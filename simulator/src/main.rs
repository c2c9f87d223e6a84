//! Load driver for the pixelvault economy.
//!
//! Spawns a swarm of concurrent actors issuing randomized operations
//! against one shared in-memory store, then audits the system-wide
//! invariants (non-negative balances, bank capacity, lottery ticket caps,
//! marriage symmetry) and prints a JSON report.

use anyhow::Result;
use clap::Parser;
use pixelvault_economy::amount::AmountSpec;
use pixelvault_economy::blackjack::{Action, Deal, Table, Turn, TURN_TIMEOUT_MS};
use pixelvault_economy::heist::HeistEvent;
use pixelvault_economy::levels::{Progression, ProgressionConfig};
use pixelvault_economy::lottery::{BuyRequest, Lottery};
use pixelvault_economy::marriage::{self, Proposals};
use pixelvault_economy::ops::admin::{self, AdminList, AdminStat};
use pixelvault_economy::ops::{bank, daily, shop, steal, transfer, vault_rob, wager};
use pixelvault_economy::{vault, MemoryStore, Store};
use pixelvault_types::{BalanceKind, EconomyError, ItemKey, UserId};
use rand::rngs::StdRng;
use rand::{Rng, SeedableRng};
use serde::Serialize;
use std::sync::Arc;
use std::time::{SystemTime, UNIX_EPOCH};
use tracing::{info, warn};

#[derive(Parser, Debug)]
#[command(name = "pixelvault-simulator", about = "Hammer the economy and audit its invariants")]
struct Args {
    /// Number of concurrent actors.
    #[arg(long, default_value_t = 16)]
    users: usize,

    /// Operations issued per actor.
    #[arg(long, default_value_t = 200)]
    ops: usize,

    /// Base RNG seed (each actor derives its own stream).
    #[arg(long, default_value_t = 42)]
    seed: u64,

    /// Starting wallet per actor.
    #[arg(long, default_value_t = 250_000)]
    starting_wallet: u64,

    /// Emit the report as pretty JSON instead of a single line.
    #[arg(long, default_value_t = false)]
    pretty: bool,
}

#[derive(Debug, Default, Serialize)]
struct Report {
    users: usize,
    ops_per_user: usize,
    operations_applied: u64,
    operations_refused: u64,
    total_wallets: u64,
    total_banks: u64,
    vault_balance: u64,
    lottery_tickets_sold: usize,
    lottery_paid_out: u64,
    lottery_rollover: u64,
    married_pairs: usize,
    invariant_violations: usize,
}

fn now_ms() -> u64 {
    SystemTime::now()
        .duration_since(UNIX_EPOCH)
        .map(|elapsed| elapsed.as_millis() as u64)
        .unwrap_or(0)
}

struct World {
    store: MemoryStore,
    lottery: Lottery,
    table: Table,
    proposals: Proposals,
    heist: HeistEvent,
    progression: Progression,
    admins: AdminList,
}

async fn play_blackjack(world: &World, user: &UserId, rng: &mut StdRng) -> Result<(), EconomyError> {
    let bet = AmountSpec::Exact(rng.gen_range(10..2_000));
    let deal = world
        .table
        .start(&world.store, user, user.as_str(), bet, now_ms(), rng)
        .await?;
    let Deal::Playing(_) = deal else {
        return Ok(());
    };

    // Occasionally walk away and let the timeout stand for us.
    if rng.gen_bool(0.1) {
        world
            .table
            .expire(&world.store, user, now_ms() + TURN_TIMEOUT_MS)
            .await?;
        return Ok(());
    }

    loop {
        let action = if rng.gen_bool(0.4) {
            Action::Hit
        } else if rng.gen_bool(0.2) {
            Action::Double
        } else {
            Action::Stand
        };
        match world.table.act(&world.store, user, action, now_ms()).await {
            Ok(Turn::Settled(_)) => return Ok(()),
            Ok(_) => continue,
            Err(EconomyError::InvalidMove) => continue,
            Err(other) => return Err(other),
        }
    }
}

async fn run_actor(world: Arc<World>, index: usize, args: Arc<Args>) -> (u64, u64) {
    let user = UserId::new(format!("user-{index}"));
    let name = format!("Player {index}");
    let victim = UserId::new(format!("user-{}", (index + 1) % args.users));
    let mut rng = StdRng::seed_from_u64(args.seed.wrapping_add(index as u64));
    let mut applied = 0u64;
    let mut refused = 0u64;

    for _ in 0..args.ops {
        let now = now_ms();
        // Every operation doubles as a chat message and runs the
        // message-driven side effects first.
        world.heist.maybe_trigger(now, &mut rng).await;
        let _ = world
            .progression
            .grant_message_xp(&world.store, &user, &name, now, &mut rng)
            .await;
        if rng.gen_bool(0.05) {
            let _ = pixelvault_economy::ops::record_interaction(&world.store, &user, &name).await;
        }

        let result: Result<(), EconomyError> = match rng.gen_range(0..10) {
            0 => wager::gamble(
                &world.store,
                &user,
                &name,
                AmountSpec::Exact(rng.gen_range(1..1_000)),
                &mut rng,
            )
            .await
            .map(|_| ()),
            1 => wager::slot(
                &world.store,
                &user,
                &name,
                AmountSpec::Exact(rng.gen_range(1..1_000)),
                &mut rng,
            )
            .await
            .map(|_| ()),
            2 => wager::spinwheel(
                &world.store,
                &user,
                &name,
                AmountSpec::Exact(rng.gen_range(1..1_000)),
                &mut rng,
            )
            .await
            .map(|_| ()),
            3 => daily::claim(&world.store, &user, &name, now, &mut rng)
                .await
                .map(|_| ()),
            4 => {
                if rng.gen_bool(0.5) {
                    bank::deposit(
                        &world.store,
                        &user,
                        &name,
                        AmountSpec::Percent(rng.gen_range(1..=50)),
                    )
                    .await
                    .map(|_| ())
                } else {
                    bank::withdraw(&world.store, &user, &name, AmountSpec::Half)
                        .await
                        .map(|_| ())
                }
            }
            5 => transfer::send(
                &world.store,
                &user,
                &name,
                &victim,
                victim.as_str(),
                AmountSpec::Exact(rng.gen_range(1..3_000)),
                BalanceKind::Wallet,
                if rng.gen_bool(0.5) {
                    BalanceKind::Wallet
                } else {
                    BalanceKind::Bank
                },
            )
            .await
            .map(|_| ()),
            6 => steal::steal(
                &world.store,
                &user,
                &name,
                &victim,
                victim.as_str(),
                rng.gen_range(1..2_000),
                now,
                &mut rng,
            )
            .await
            .map(|_| ()),
            7 => {
                let purchase = match rng.gen_range(0..4) {
                    0 => shop::buy_bank_upgrade(&world.store, &user, &name).await,
                    1 => shop::buy_item(&world.store, &user, &name, ItemKey::Gloves).await,
                    2 => shop::buy_item(&world.store, &user, &name, ItemKey::Boots).await,
                    _ => shop::buy_item(&world.store, &user, &name, ItemKey::MasterKey).await,
                };
                purchase.map(|_| ())
            }
            8 => world
                .lottery
                .buy(
                    &world.store,
                    &user,
                    &name,
                    BuyRequest::Random(rng.gen_range(1..10)),
                    now,
                    &mut rng,
                )
                .await
                .map(|_| ()),
            _ => {
                if rng.gen_bool(0.3) {
                    let big = world.heist.is_active(now).await && world.heist.claim(now).await;
                    vault_rob::rob_vault(&world.store, &user, &name, big, now, &mut rng)
                        .await
                        .map(|_| ())
                } else if rng.gen_bool(0.5) {
                    play_blackjack(&world, &user, &mut rng).await
                } else {
                    marriage::claim(&world.store, &user, &name, now).await.map(|_| ())
                }
            }
        };

        match result {
            Ok(()) => applied += 1,
            Err(reason) if reason.is_retryable() => {
                warn!(user = %user, %reason, "storage-level refusal");
                refused += 1;
            }
            Err(_) => refused += 1,
        }
    }
    (applied, refused)
}

async fn audit(world: &World, report: &mut Report) -> Result<()> {
    let accounts = world.store.snapshot().await;
    for account in &accounts {
        if account.bank > account.bank_limit {
            warn!(user = %account.user_id, "bank over capacity");
            report.invariant_violations += 1;
        }
        if let Some(partner_id) = &account.married_to {
            let partner = world.store.get(partner_id).await?;
            let symmetric = partner
                .map(|p| p.married_to.as_ref() == Some(&account.user_id))
                .unwrap_or(false);
            if !symmetric {
                warn!(user = %account.user_id, "marriage not symmetric");
                report.invariant_violations += 1;
            } else {
                report.married_pairs += 1;
            }
        }
        if account.user_id.is_vault() {
            report.vault_balance = account.wallet;
        } else {
            report.total_wallets += account.wallet;
            report.total_banks += account.bank;
        }
    }
    report.married_pairs /= 2;
    Ok(())
}

#[tokio::main]
async fn main() -> Result<()> {
    tracing_subscriber::fmt::init();

    let args = Arc::new(Args::parse());
    let admin_id = UserId::new("simulator-admin");
    let world = Arc::new(World {
        store: MemoryStore::new(),
        lottery: Lottery::new(),
        table: Table::new(),
        proposals: Proposals::new(),
        heist: HeistEvent::new(),
        progression: Progression::new(ProgressionConfig::default()),
        admins: AdminList::new([admin_id.clone()]),
    });

    // Seed every actor through the same guarded admin path users get.
    for index in 0..args.users {
        let user = UserId::new(format!("user-{index}"));
        admin::edit_stat(
            &world.store,
            &world.admins,
            &admin_id,
            &user,
            &format!("Player {index}"),
            AdminStat::Coins(BalanceKind::Wallet),
            args.starting_wallet,
        )
        .await?;
    }
    vault::deposit(&world.store, 100_000).await?;
    world.lottery.ensure_open(now_ms()).await;

    // Marry adjacent pairs so couple claims have something to do.
    for index in (0..args.users.saturating_sub(1)).step_by(2) {
        let a = UserId::new(format!("user-{index}"));
        let b = UserId::new(format!("user-{}", index + 1));
        let now = now_ms();
        world
            .proposals
            .propose(&world.store, &a, a.as_str(), &b, b.as_str(), now)
            .await?;
        world.proposals.respond(&world.store, &b, true, now + 1).await?;
    }

    info!(users = args.users, ops = args.ops, seed = args.seed, "starting load");
    let mut tasks = Vec::new();
    for index in 0..args.users {
        tasks.push(tokio::spawn(run_actor(world.clone(), index, args.clone())));
    }

    let mut report = Report {
        users: args.users,
        ops_per_user: args.ops,
        ..Report::default()
    };
    for task in tasks {
        let (applied, refused) = task.await?;
        report.operations_applied += applied;
        report.operations_refused += refused;
    }

    // Close the books: draw the lottery round that accumulated tickets.
    let mut rng = StdRng::seed_from_u64(args.seed);
    if let Some(round) = world.lottery.open_round().await {
        report.lottery_tickets_sold = world.lottery.ticket_count(round.id).await;
        let summary = world
            .lottery
            .draw(&world.store, &world.admins, &admin_id, now_ms(), &mut rng)
            .await?;
        report.lottery_paid_out = summary.paid_out;
        report.lottery_rollover = summary.rollover;
    }

    audit(&world, &mut report).await?;
    if report.invariant_violations > 0 {
        warn!(
            violations = report.invariant_violations,
            "invariant violations detected"
        );
    }

    let rendered = if args.pretty {
        serde_json::to_string_pretty(&report)?
    } else {
        serde_json::to_string(&report)?
    };
    println!("{rendered}");
    anyhow::ensure!(
        report.invariant_violations == 0,
        "economy invariants were violated"
    );
    Ok(())
}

***

■ **Task instructions**:
All lines above from the one holding "(non-negative balances, bank" to the one holding "a single line.", inclusive, are to be copied exactly; no other line is wanted.

■ **Answer to the problem**:
//! invariants (non-negative balances, bank capacity, lottery ticket caps,
//! marriage symmetry) and prints a JSON report.

use anyhow::Result;
use clap::Parser;
use pixelvault_economy::amount::AmountSpec;
use pixelvault_economy::blackjack::{Action, Deal, Table, Turn, TURN_TIMEOUT_MS};
use pixelvault_economy::heist::HeistEvent;
use pixelvault_economy::levels::{Progression, ProgressionConfig};
use pixelvault_economy::lottery::{BuyRequest, Lottery};
use pixelvault_economy::marriage::{self, Proposals};
use pixelvault_economy::ops::admin::{self, AdminList, AdminStat};
use pixelvault_economy::ops::{bank, daily, shop, steal, transfer, vault_rob, wager};
use pixelvault_economy::{vault, MemoryStore, Store};
use pixelvault_types::{BalanceKind, EconomyError, ItemKey, UserId};
use rand::rngs::StdRng;
use rand::{Rng, SeedableRng};
use serde::Serialize;
use std::sync::Arc;
use std::time::{SystemTime, UNIX_EPOCH};
use tracing::{info, warn};

#[derive(Parser, Debug)]
#[command(name = "pixelvault-simulator", about = "Hammer the economy and audit its invariants")]
struct Args {
    /// Number of concurrent actors.
    #[arg(long, default_value_t = 16)]
    users: usize,

    /// Operations issued per actor.
    #[arg(long, default_value_t = 200)]
    ops: usize,

    /// Base RNG seed (each actor derives its own stream).
    #[arg(long, default_value_t = 42)]
    seed: u64,

    /// Starting wallet per actor.
    #[arg(long, default_value_t = 250_000)]
    starting_wallet: u64,

    /// Emit the report as pretty JSON instead of a single line.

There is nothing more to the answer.